1875年9月的一天,莫泊桑為了遊覽一個人跡罕至的山穀,竟然步行了60多英裏!
莫泊桑的勇武在夥伴中也是出名的。在“蘆筍國”,他每天清晨同一個叫布朗的夥伴練兩小時劍術,失敗的總是布朗。
有一次,他們幾個在薩特魯維爾劃船,停船登上河岸時,見一個大力士正在擺擂台,趾高氣揚,不可一世。莫泊桑撥開人群,上前較量,隻幾個回合,就把那大力士摔倒。
莫泊桑當時隻有20多歲,但他與女人的交往,其實由來已久了。
早在他17歲時,他由於給與之關係曖昧的表姐寫了一首情詩而被神學院開除。在艾德路塔時,少年莫泊桑同14歲的約娜那樣的本地姑娘“戀愛”,幾乎“攻無不克”。

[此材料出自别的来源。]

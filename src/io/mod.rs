/// CSV export for range tables and savings timelines.
pub mod export;
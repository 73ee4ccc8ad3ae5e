//! Study runner entry point: CLI wiring and config-driven engine calls.

use std::path::{Path, PathBuf};
use std::process;

use clap::Parser;
use serde::Serialize;
use tracing::info;
use tracing_subscriber::EnvFilter;

use enersim::config::StudyConfig;
use enersim::io::export::{export_ranges_csv, export_timeline_csv};
use enersim::payback::{
    PaybackResult, SavingsChartSeries, StorageRecommendation, compute_payback_with,
    generate_savings_chart_series, recommend_storage_size_with,
};
use enersim::range::estimate::CdSource;
use enersim::range::report::compute_all_ranges_with_soc;
use enersim::range::{CardRanges, RangeReport};

#[derive(Parser, Debug)]
#[command(
    version,
    about = "EV range estimation and home-storage payback studies"
)]
struct Cli {
    /// Load study from TOML config file
    #[arg(long, conflicts_with = "preset")]
    scenario: Option<PathBuf>,

    /// Use a built-in preset (baseline, lfp_compact, no_solar)
    #[arg(long)]
    preset: Option<String>,

    /// Export the range table to CSV
    #[arg(long)]
    ranges_out: Option<PathBuf>,

    /// Export the savings timeline to CSV
    #[arg(long)]
    timeline_out: Option<PathBuf>,

    /// Print results as JSON instead of text reports
    #[arg(long, default_value_t = false)]
    json: bool,
}

/// Everything a study produced, for JSON output.
#[derive(Serialize, Default)]
struct StudyReport {
    #[serde(skip_serializing_if = "Option::is_none")]
    cd_source: Option<CdSource>,
    #[serde(skip_serializing_if = "Option::is_none")]
    ranges: Option<RangeReport>,
    #[serde(skip_serializing_if = "Option::is_none")]
    card: Option<CardRanges>,
    #[serde(skip_serializing_if = "Option::is_none")]
    payback: Option<PaybackResult>,
    #[serde(skip_serializing_if = "Option::is_none")]
    chart: Option<SavingsChartSeries>,
    #[serde(skip_serializing_if = "Option::is_none")]
    recommendation: Option<StorageRecommendation>,
}

fn load_study(cli: &Cli) -> StudyConfig {
    // --scenario takes priority, then --preset, then baseline default
    let loaded = if let Some(ref path) = cli.scenario {
        StudyConfig::from_toml_file(path)
    } else if let Some(ref name) = cli.preset {
        StudyConfig::from_preset(name)
    } else {
        Ok(StudyConfig::baseline())
    };

    match loaded {
        Ok(cfg) => cfg,
        Err(e) => {
            eprintln!("{e}");
            process::exit(1);
        }
    }
}

fn run_study(study: &StudyConfig) -> StudyReport {
    let mut report = StudyReport::default();

    if let Some(vehicle) = &study.vehicle {
        // validate() already checked that the vehicle resolves
        let resolved = match vehicle.resolve() {
            Ok(r) => r,
            Err(e) => {
                eprintln!("{e}");
                process::exit(1);
            }
        };
        info!(
            cd = resolved.params.cd,
            frontal_area_m2 = resolved.params.frontal_area_m2,
            crr = resolved.params.crr,
            "vehicle resolved"
        );
        let ranges = compute_all_ranges_with_soc(&resolved.params, resolved.usable_soc_pct);
        report.card = Some(ranges.card());
        report.ranges = Some(ranges);
        report.cd_source = resolved.cd_source;
    }

    if let Some(household) = &study.household {
        let profile = household.to_profile(&study.assumptions);
        match compute_payback_with(&profile, &study.assumptions) {
            Ok(result) => {
                report.chart = Some(generate_savings_chart_series(&result));
                report.payback = Some(result);
            }
            Err(e) => {
                eprintln!("error: {}: {e}", e.field());
                process::exit(1);
            }
        }
        report.recommendation = Some(recommend_storage_size_with(
            profile.monthly_consumption_kwh,
            profile.solar_system_kwp,
            &study.assumptions,
        ));
    }

    report
}

fn print_text(report: &StudyReport) {
    if let Some(ranges) = &report.ranges {
        if let Some(source) = report.cd_source {
            println!("Cd source: {}", cd_source_label(source));
        }
        println!("{ranges}");
    }
    if let Some(card) = &report.card {
        println!("{card}\n");
    }
    if let Some(payback) = &report.payback {
        println!("{payback}\n");
    }
    if let Some(rec) = &report.recommendation {
        println!(
            "Recommended storage:   {:.0} kWh ({})",
            rec.recommended_size_kwh, rec.reasoning
        );
    }
}

fn cd_source_label(source: CdSource) -> &'static str {
    match source {
        CdSource::Published => "published",
        CdSource::Matched => "matched",
        CdSource::Estimated => "estimated",
        CdSource::Default => "default",
    }
}

fn write_exports(cli: &Cli, report: &StudyReport) {
    if let Some(path) = &cli.ranges_out {
        match &report.ranges {
            Some(ranges) => write_or_exit(path, |p| export_ranges_csv(ranges, p)),
            None => eprintln!("warning: --ranges-out ignored, study has no [vehicle]"),
        }
    }
    if let Some(path) = &cli.timeline_out {
        match &report.payback {
            Some(payback) => write_or_exit(path, |p| export_timeline_csv(payback, p)),
            None => eprintln!("warning: --timeline-out ignored, study has no [household]"),
        }
    }
}

fn write_or_exit(path: &Path, write: impl FnOnce(&Path) -> std::io::Result<()>) {
    if let Err(e) = write(path) {
        eprintln!("error: failed to write CSV: {e}");
        process::exit(1);
    }
    eprintln!("Written to {}", path.display());
}

fn main() {
    tracing_subscriber::fmt()
        .with_env_filter(
            EnvFilter::try_from_default_env().unwrap_or_else(|_| EnvFilter::new("warn")),
        )
        .with_writer(std::io::stderr)
        .init();

    let cli = Cli::parse();
    let study = load_study(&cli);

    // Validate
    let errors = study.validate();
    if !errors.is_empty() {
        for e in &errors {
            eprintln!("{e}");
        }
        process::exit(1);
    }

    let report = run_study(&study);

    if cli.json {
        match serde_json::to_string_pretty(&report) {
            Ok(json) => println!("{json}"),
            Err(e) => {
                eprintln!("error: failed to serialize report: {e}");
                process::exit(1);
            }
        }
    } else {
        print_text(&report);
    }

    write_exports(&cli, &report);
}
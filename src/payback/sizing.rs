//! Storage sizing rule of thumb.

use super::flow::{DAYS_PER_MONTH, daily_solar_production_kwh};
use super::types::{PaybackAssumptions, StorageRecommendation};
use crate::rounding::round_half_up;

/// Smallest capacity ever recommended (kWh).
pub const MIN_RECOMMENDED_KWH: f64 = 5.0;

/// Recommends a storage capacity using the default PV yield.
pub fn recommend_storage_size(monthly_consumption_kwh: f64, solar_kwp: f64) -> StorageRecommendation {
    recommend_storage_size_with(
        monthly_consumption_kwh,
        solar_kwp,
        &PaybackAssumptions::default(),
    )
}

/// Recommends a storage capacity: the smaller of half a day's PV production
/// and 70 % of a day's consumption, never below [`MIN_RECOMMENDED_KWH`].
///
/// Without PV the recommendation is zero.
pub fn recommend_storage_size_with(
    monthly_consumption_kwh: f64,
    solar_kwp: f64,
    assumptions: &PaybackAssumptions,
) -> StorageRecommendation {
    if solar_kwp <= 0.0 {
        return StorageRecommendation {
            recommended_size_kwh: 0.0,
            reasoning: "Battery storage is not economical without a solar PV system. \
                        Consider installing solar panels first."
                .to_string(),
        };
    }

    let daily_consumption = monthly_consumption_kwh / DAYS_PER_MONTH;
    let daily_production = daily_solar_production_kwh(solar_kwp, assumptions.solar_yield_kwh_per_kwp);

    let based_on_solar = daily_production * 0.5;
    let based_on_consumption = daily_consumption * 0.7;
    let size = round_half_up(based_on_solar.min(based_on_consumption));

    let reasoning = if size < 5.0 {
        "Small battery (5 kWh) recommended for your setup. Covers evening consumption."
    } else if size < 10.0 {
        "Medium battery (7-10 kWh) recommended. Balances cost and self-sufficiency."
    } else if size < 15.0 {
        "Large battery (10-15 kWh) recommended for high self-consumption."
    } else {
        "Extra-large battery (15+ kWh) recommended. Consider backup power needs."
    };

    StorageRecommendation {
        recommended_size_kwh: size.max(MIN_RECOMMENDED_KWH),
        reasoning: reasoning.to_string(),
    }
}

在莫泊桑的許多作品中,我們都可以發現艾德路塔海濱生活給他留下的美好記憶。
第二天天剛亮,約娜就起床了。
她等候父親,因為他穿著起來需要更多的時間。然後父女倆踏著朝露,穿過田野,走進鳥聲啁啾的叢林。子爵和拉斯蒂克老爹已經都坐在拴船用的絞盤上了。
另外兩個船戶幫著把船拖進水裏去。他們用肩膀抵著船舷,使出全部力氣把船推出去。在海灘的砂石上要推動船身是十分費勁的。拉斯蒂克用塗了油的圓木棍塞到船身底下,然後回到他原來的位置上,拉長嗓子,有節奏地喊出“嗨唷嗨”的聲音,使大家跟著他一起用力。
當船已推到斜灘上時,一下就輕鬆了。小船順著圓卵石滑下去,發出撕裂布匹似的響聲。船在激起泡沫的小浪花上停穩了,大家就都上了船,坐定在長板凳上。那兩個留在岸上的船戶便把船一送,推向海麵。
從海上吹來陣陣微風,使水麵漾起片片漣漪。帆扯上了,略微鼓著;小船在微波上靜靜地滑行。
他們已遠離海灘。一眼望去,地平線上水天相連。靠陸地的一麵,陡直高聳的峭壁在腳下的水麵上投出一大片暗影,隻有浴在陽光下的小片草坡在黑影上形成幾個缺口。